Film Tax Credit Programs Should Remain Capped (If Not Eliminated Entirely!)
According to the Business Journal of Milwaukee, the state government in Wisconsin spent $40,000 to attract a film project that features the actor who played the cab driver from Wings, and now he is lobbying for the state to spend more.
It’s notable that this $40,000 figure is much lower than the cap on film tax credits in Wisconsin, my home state, which is currently $500,000 a year. That’s only 8 percent of the maximum allowed! Furthermore, the existence of the cap obviously didn’t prevent the project from being made — since it was made.

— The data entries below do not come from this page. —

/// Tone mapping of the HDR lighting result into the swapchain image (subpass 3)

use std::sync::Arc;

use crate::attachment::AttachmentSlot;
use crate::device::{
    BindingResource, ColorBlend, DescriptorSet, DescriptorSetLayoutDesc, DescriptorType, Pipeline,
    PushConstantRange, ShaderStageFlags,
};
use crate::error::Result;
use crate::pass::{
    not_initialized, FullscreenPipelineDesc, Pass, PassGraphContext, PassRecorder, ShaderProgram,
};
use crate::render_graph::SubpassId;

pub struct ShadingPass {
    exposure: f32,
    pipeline: Option<Arc<dyn Pipeline>>,
    /// Set 0: lighting input attachment
    input_set: Option<Arc<dyn DescriptorSet>>,
}

impl ShadingPass {
    pub fn new(exposure: f32) -> Self {
        Self { exposure, pipeline: None, input_set: None }
    }

    pub fn set_exposure(&mut self, exposure: f32) {
        self.exposure = exposure;
    }

    fn build_input_set(&mut self, ctx: &PassGraphContext) -> Result<()> {
        let pipeline = self.pipeline.as_ref().ok_or_else(|| not_initialized("Shading"))?;
        let lighting = ctx.attachments.texture(AttachmentSlot::Lighting)?;
        self.input_set = Some(ctx.device.create_descriptor_set(
            pipeline,
            0,
            &[BindingResource::InputAttachment(lighting.as_ref())],
        )?);
        Ok(())
    }
}

impl Pass for ShadingPass {
    fn name(&self) -> &'static str {
        "Shading"
    }

    fn subpass(&self) -> Option<SubpassId> {
        Some(SubpassId::Shading)
    }

    fn initialize(&mut self, ctx: &mut PassGraphContext) -> Result<()> {
        let pipeline = ctx.create_fullscreen_pipeline(FullscreenPipelineDesc {
            label: "shading",
            fragment: ShaderProgram::Shading,
            render_pass: ctx.render_pass,
            subpass: SubpassId::Shading.index(),
            color_attachment_count: ctx.color_count(SubpassId::Shading)?,
            blend: ColorBlend::Opaque,
            set_layouts: vec![DescriptorSetLayoutDesc::sequential(
                &[DescriptorType::InputAttachment],
                ShaderStageFlags::FRAGMENT,
            )],
            push_constant_ranges: vec![PushConstantRange { stages: ShaderStageFlags::FRAGMENT, offset: 0, size: 4 }],
        })?;
        self.pipeline = Some(pipeline);
        self.build_input_set(ctx)
    }

    fn draw(&mut self, rec: &mut PassRecorder) -> Result<()> {
        let pipeline = self.pipeline.as_ref().ok_or_else(|| not_initialized("Shading"))?;
        let input_set = self.input_set.as_ref().ok_or_else(|| not_initialized("Shading"))?;

        rec.cmd.bind_pipeline(pipeline)?;
        rec.cmd.bind_descriptor_set(pipeline, 0, input_set)?;
        rec.cmd.push_constants(ShaderStageFlags::FRAGMENT, 0, &self.exposure.to_ne_bytes())?;
        rec.cmd.draw(3, 0)
    }

    fn update_after_attachment_recreate(&mut self, ctx: &mut PassGraphContext) -> Result<()> {
        self.build_input_set(ctx)
    }

    fn clean(&mut self) {
        self.input_set = None;
        self.pipeline = None;
    }
}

Wisconsin has had difficulty with its film tax credit program in the recent past, and that’s why the state scaled back its program. From an earlier article on the subject that appeared in the Business Journal of Milwaukee (emphasis mine):
Producers [of the film Public Enemies] spent more than $18 million, but the [D]epartment [of Commerce] said most of that money went to out-of-state workers and for out-of-state services. Wisconsin’s real economic impact — money spent here, wages to Wisconsin employees and tax revenue from those wages — equated to $5 million. At that level of spending, the $4.6 million in tax credits nearly wipe out the fiscal benefits of the tax incentives program.
Similar to Wisconsin, the state government in Missouri should consider instituting limits and sunset clauses to control the cost of tax credit programs, given that the fiscal notes have had poor predictive power. This was proposed in the April 2010 report from the state auditor’s office, which pointed out that, of the 53 programs redeemed in 2009, 23 did not have annual or cumulative limits. The report also observed that it is difficult to predict the long-term effects of specific tax credits; with a sunset provision, the effects are reviewed and evaluated before a program is continued. Annual and cumulative limits would hold tax credits to the amount specified by the bill, which would discourage underestimates as well as control tax credit expenditures.

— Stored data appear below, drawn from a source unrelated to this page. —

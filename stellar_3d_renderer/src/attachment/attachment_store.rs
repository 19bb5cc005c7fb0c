//! Attachment store
//!
//! Owns every swapchain-sized image of the render graph in a slotmap arena,
//! indexed by its logical `AttachmentSlot`. Recreation clears the arena
//! (dropping the previous generation's images and views) and repopulates it
//! at the new extent, so a slot never holds more than one live attachment.

use std::sync::Arc;
use rustc_hash::FxHashMap;
use slotmap::{new_key_type, SlotMap};

use crate::config::PipelineVariant;
use crate::device::{Extent2D, GraphicsDevice, RenderTarget, Texture, TextureDesc, TextureFormat, TextureUsage};
use crate::error::{Error, Result};
use crate::engine_debug;

new_key_type! {
    /// Arena key of one attachment generation
    pub struct AttachmentKey;
}

/// Logical attachment of the main render pass
#[derive(Debug, Clone, Copy, PartialEq, Eq, Hash, PartialOrd, Ord)]
pub enum AttachmentSlot {
    Depth,
    GBufferNormal,
    GBufferAlbedo,
    GBufferMaterial,
    GBufferPosition,
    AmbientOcclusion,
    Lighting,
    /// Storage image written by the ray tracing pass (not a render pass attachment)
    RayTracedShadow,
}

impl AttachmentSlot {
    pub const ALL: [AttachmentSlot; 8] = [
        AttachmentSlot::Depth,
        AttachmentSlot::GBufferNormal,
        AttachmentSlot::GBufferAlbedo,
        AttachmentSlot::GBufferMaterial,
        AttachmentSlot::GBufferPosition,
        AttachmentSlot::AmbientOcclusion,
        AttachmentSlot::Lighting,
        AttachmentSlot::RayTracedShadow,
    ];

    pub fn label(&self) -> &'static str {
        match self {
            AttachmentSlot::Depth => "depth",
            AttachmentSlot::GBufferNormal => "gbuffer_normal",
            AttachmentSlot::GBufferAlbedo => "gbuffer_albedo",
            AttachmentSlot::GBufferMaterial => "gbuffer_material",
            AttachmentSlot::GBufferPosition => "gbuffer_position",
            AttachmentSlot::AmbientOcclusion => "ambient_occlusion",
            AttachmentSlot::Lighting => "lighting",
            AttachmentSlot::RayTracedShadow => "ray_traced_shadow",
        }
    }

    pub fn format(&self) -> TextureFormat {
        match self {
            AttachmentSlot::Depth => TextureFormat::D32_FLOAT,
            AttachmentSlot::GBufferNormal => TextureFormat::R16G16B16A16_SFLOAT,
            AttachmentSlot::GBufferAlbedo => TextureFormat::R8G8B8A8_SRGB,
            AttachmentSlot::GBufferMaterial => TextureFormat::R8G8B8A8_UNORM,
            AttachmentSlot::GBufferPosition => TextureFormat::R16G16B16A16_SFLOAT,
            AttachmentSlot::AmbientOcclusion => TextureFormat::R8_UNORM,
            AttachmentSlot::Lighting => TextureFormat::R16G16B16A16_SFLOAT,
            AttachmentSlot::RayTracedShadow => TextureFormat::R32_SFLOAT,
        }
    }

    pub fn usage(&self) -> TextureUsage {
        match self {
            AttachmentSlot::Depth => TextureUsage::DEPTH_STENCIL_ATTACHMENT,
            AttachmentSlot::RayTracedShadow => TextureUsage::STORAGE | TextureUsage::SAMPLED,
            _ => TextureUsage::COLOR_ATTACHMENT | TextureUsage::INPUT_ATTACHMENT,
        }
    }

    /// Slots the render graph allocates for `variant`
    pub fn required(variant: PipelineVariant) -> Vec<AttachmentSlot> {
        AttachmentSlot::ALL
            .iter()
            .copied()
            .filter(|slot| *slot != AttachmentSlot::RayTracedShadow || variant == PipelineVariant::RayTraced)
            .collect()
    }
}

/// One swapchain-sized image with its default view and optional attachment view
pub struct Attachment {
    pub slot: AttachmentSlot,
    pub texture: Arc<dyn Texture>,
    /// None for storage-only images
    pub target: Option<Arc<dyn RenderTarget>>,
    pub extent: Extent2D,
    /// Store generation this attachment was created in
    pub generation: u64,
}

/// Arena of the render graph's swapchain-sized attachments
pub struct AttachmentStore {
    arena: SlotMap<AttachmentKey, Attachment>,
    index: FxHashMap<AttachmentSlot, AttachmentKey>,
    extent: Extent2D,
    generation: u64,
}

impl AttachmentStore {
    pub fn new() -> Self {
        Self {
            arena: SlotMap::with_key(),
            index: FxHashMap::default(),
            extent: Extent2D::default(),
            generation: 0,
        }
    }

    /// Drop every attachment and allocate `slots` at `extent`
    pub fn rebuild(&mut self, device: &dyn GraphicsDevice, extent: Extent2D, slots: &[AttachmentSlot]) -> Result<()> {
        if extent.is_empty() {
            return Err(Error::InvalidState(format!(
                "attachments cannot be built at {}x{}",
                extent.width, extent.height
            )));
        }

        self.clear();
        self.generation += 1;

        for &slot in slots {
            let texture = device.create_texture(TextureDesc::new_2d(
                slot.label(),
                extent.width,
                extent.height,
                slot.format(),
                slot.usage(),
            ))?;
            let target = if slot.usage().is_attachment() {
                Some(device.create_render_target(&texture, 0, 0)?)
            } else {
                None
            };
            let key = self.arena.insert(Attachment {
                slot,
                texture,
                target,
                extent,
                generation: self.generation,
            });
            self.index.insert(slot, key);
        }
        self.extent = extent;

        engine_debug!("stellar3d::Attachments", "Generation {}: {} attachments at {}x{}",
            self.generation, self.arena.len(), extent.width, extent.height);
        Ok(())
    }

    /// Drop every attachment
    pub fn clear(&mut self) {
        self.arena.clear();
        self.index.clear();
    }

    pub fn contains(&self, slot: AttachmentSlot) -> bool {
        self.index.contains_key(&slot)
    }

    pub fn key(&self, slot: AttachmentSlot) -> Option<AttachmentKey> {
        self.index.get(&slot).copied()
    }

    pub fn get(&self, slot: AttachmentSlot) -> Option<&Attachment> {
        self.key(slot).and_then(|key| self.arena.get(key))
    }

    pub fn by_key(&self, key: AttachmentKey) -> Option<&Attachment> {
        self.arena.get(key)
    }

    /// Texture of `slot`; a missing slot is a graph declaration bug
    pub fn texture(&self, slot: AttachmentSlot) -> Result<&Arc<dyn Texture>> {
        self.get(slot)
            .map(|attachment| &attachment.texture)
            .ok_or_else(|| Error::GraphDeclaration(format!("attachment {:?} is not allocated", slot)))
    }

    /// Attachment view of `slot`
    pub fn target(&self, slot: AttachmentSlot) -> Result<&Arc<dyn RenderTarget>> {
        self.get(slot)
            .and_then(|attachment| attachment.target.as_ref())
            .ok_or_else(|| Error::GraphDeclaration(format!("attachment {:?} has no render target view", slot)))
    }

    pub fn iter(&self) -> impl Iterator<Item = &Attachment> {
        self.arena.values()
    }

    pub fn extent(&self) -> Extent2D {
        self.extent
    }

    pub fn generation(&self) -> u64 {
        self.generation
    }

    pub fn len(&self) -> usize {
        self.arena.len()
    }

    pub fn is_empty(&self) -> bool {
        self.arena.is_empty()
    }
}

impl Default for AttachmentStore {
    fn default() -> Self {
        Self::new()
    }
}

#[cfg(test)]
#[path = "attachment_store_tests.rs"]
mod tests;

Furthermore, cutting the film incentive program in Wisconsin doesn’t not mean that major motion pictures will not be filmed in the state. On the contrary, the film industry is thriving in Wisconsin without it. Parts of Transformers 3 were filmed in Milwaukee this past summer, and the project didn’t receive a cent of subsidy from the state government. Transformers 3 is a blockbuster movie — much larger than the PSA project described in the article — and its producers decided to film in Wisconsin based on the merits of the region.
Missourians and Wisconsonites would both be better off if they attracted companies that were profitable because they engaged in activities in the unrestricted market — not those that are profitable because they exploited the political and economic environment through programs like targeted tax credits.